Location: Healthy Processed Foods Research
Project Number: 2030-41000-069-000-D
Project Type: In-House Appropriated
Start Date: Dec 7, 2020
End Date: Dec 6, 2025
The overall long-term objective of this project is to develop commercially-viable new sustainable processes, preservation technologies, and product concepts for specialty crops (fruits, vegetables, nuts, and legumes) and co-products of these crops. Specifically, during the next five years we will focus on the following objectives: Objective 1: Enable economical, input-efficient, and sustainable methods for processing and preservation of specialty crops while improving product quality and value. Subobjective 1A: Develop solar thermal alternatives for heat-intensive specialty crop processing unit operations. Subobjective 1B: Develop preservation strategies for reducing or eliminating the use of sulfites in dried fruit crops. Subobjective 1C: Develop more energy-efficient alternatives to conventional drying and freezing unit operations.

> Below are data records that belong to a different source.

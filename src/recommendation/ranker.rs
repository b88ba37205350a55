use std::collections::{HashMap, hash_map::Entry};

use bon::{Builder, builder};
use enumset::EnumSet;
use itertools::Itertools;
use ordered_float::OrderedFloat;

use crate::{
    attribution::SavingsAttribution,
    forecast::effective_confidence,
    plan::Plan,
    prelude::*,
    quantity::cost::Cost,
    recommendation::{Recommendation, RecommendationKind, candidates},
    settings::RecommendationSettings,
};

#[derive(Builder)]
#[builder(finish_fn(vis = ""))]
pub struct Ranker<'a> {
    plan: &'a Plan,
    attribution: Option<&'a SavingsAttribution>,
    settings: &'a RecommendationSettings,

    #[builder(default = EnumSet::all())]
    kinds: EnumSet<RecommendationKind>,
}

impl<S: ranker_builder::IsComplete> RankerBuilder<'_, S> {
    pub fn rank(self) -> Vec<Recommendation> {
        self.build().rank()
    }
}

impl Ranker<'_> {
    #[instrument(skip_all, name = "Ranking the recommendations…", fields(kinds = ?self.kinds))]
    fn rank(self) -> Vec<Recommendation> {
        let mut candidates = Vec::new();
        if self.kinds.contains(RecommendationKind::ShiftAppliance) {
            candidates.extend(candidates::shift_appliance(self.plan));
        }
        if self.kinds.contains(RecommendationKind::PriceSpread) {
            candidates.extend(candidates::price_spread(self.plan, self.settings));
        }
        if self.kinds.contains(RecommendationKind::SolarSurplus) {
            candidates.extend(candidates::solar_surplus(self.plan));
        }
        if self.kinds.contains(RecommendationKind::OffPeakUsage)
            && let Some(attribution) = self.attribution
        {
            candidates.extend(candidates::off_peak_usage(self.plan, attribution));
        }
        let n_candidates = candidates.len();
        let recommendations = rank(
            candidates.into_iter().filter(|candidate| {
                candidate.expected_saving > Cost::ZERO
                    && candidate.expected_saving >= self.settings.min_saving
            }),
            self.settings.cap,
        );
        info!(n_candidates, n_recommendations = recommendations.len(), "ranked");
        recommendations
    }
}

/// Deduplicate by kind and entity, order by descending score, cap, and assign the priorities.
///
/// Equal scores are ordered by the earlier start.
pub fn rank(
    candidates: impl IntoIterator<Item = Recommendation>,
    cap: usize,
) -> Vec<Recommendation> {
    let mut best: HashMap<(RecommendationKind, String), Recommendation> = HashMap::new();
    for candidate in candidates {
        let candidate = Recommendation {
            confidence: effective_confidence(Some(candidate.confidence)),
            ..candidate
        };
        match best.entry((candidate.kind, candidate.affected_entity.clone())) {
            Entry::Occupied(mut entry) => {
                if candidate.score() > entry.get().score() {
                    entry.insert(candidate);
                }
            }
            Entry::Vacant(entry) => {
                entry.insert(candidate);
            }
        }
    }
    best.into_values()
        .sorted_by(|lhs, rhs| {
            OrderedFloat(rhs.score())
                .cmp(&OrderedFloat(lhs.score()))
                .then_with(|| lhs.earliest_start.cmp(&rhs.earliest_start))
                .then_with(|| lhs.kind.cmp(&rhs.kind))
                .then_with(|| lhs.affected_entity.cmp(&rhs.affected_entity))
        })
        .take(cap)
        .enumerate()
        .map(|(index, recommendation)| Recommendation { priority: index + 1, ..recommendation })
        .collect()
}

Objective 2: Increase the commercial value of specialty crop co-products and difficult-to-market (No. 2 grade, for example) fruits/vegetables by processing into functional food ingredients. Objective 3: Enable value-added processing strategies for novel/emerging specialty crops, including protein sources from plants. Subobjective 3A: Develop new, protein-balanced ready-to-eat (RTE) pasta and snack foods with relevant functional attributes and acceptability made from legumes and specialty crops, through environmentally-friendly processing technologies. Subobjective 3B: Design innovative, delicious functional beverages and high-moisture foods from sustainable plant-based protein ingredients, using state-of-the art, minimally-thermal processing technologies to render products that have unique nutritional attributes and health benefits. Subobjective 3C: Leverage the unique advantages of 3D multilayer lithography and 3D cryo-lithography technology to form optimally-textured meat analogs from plant-based protein ingredients.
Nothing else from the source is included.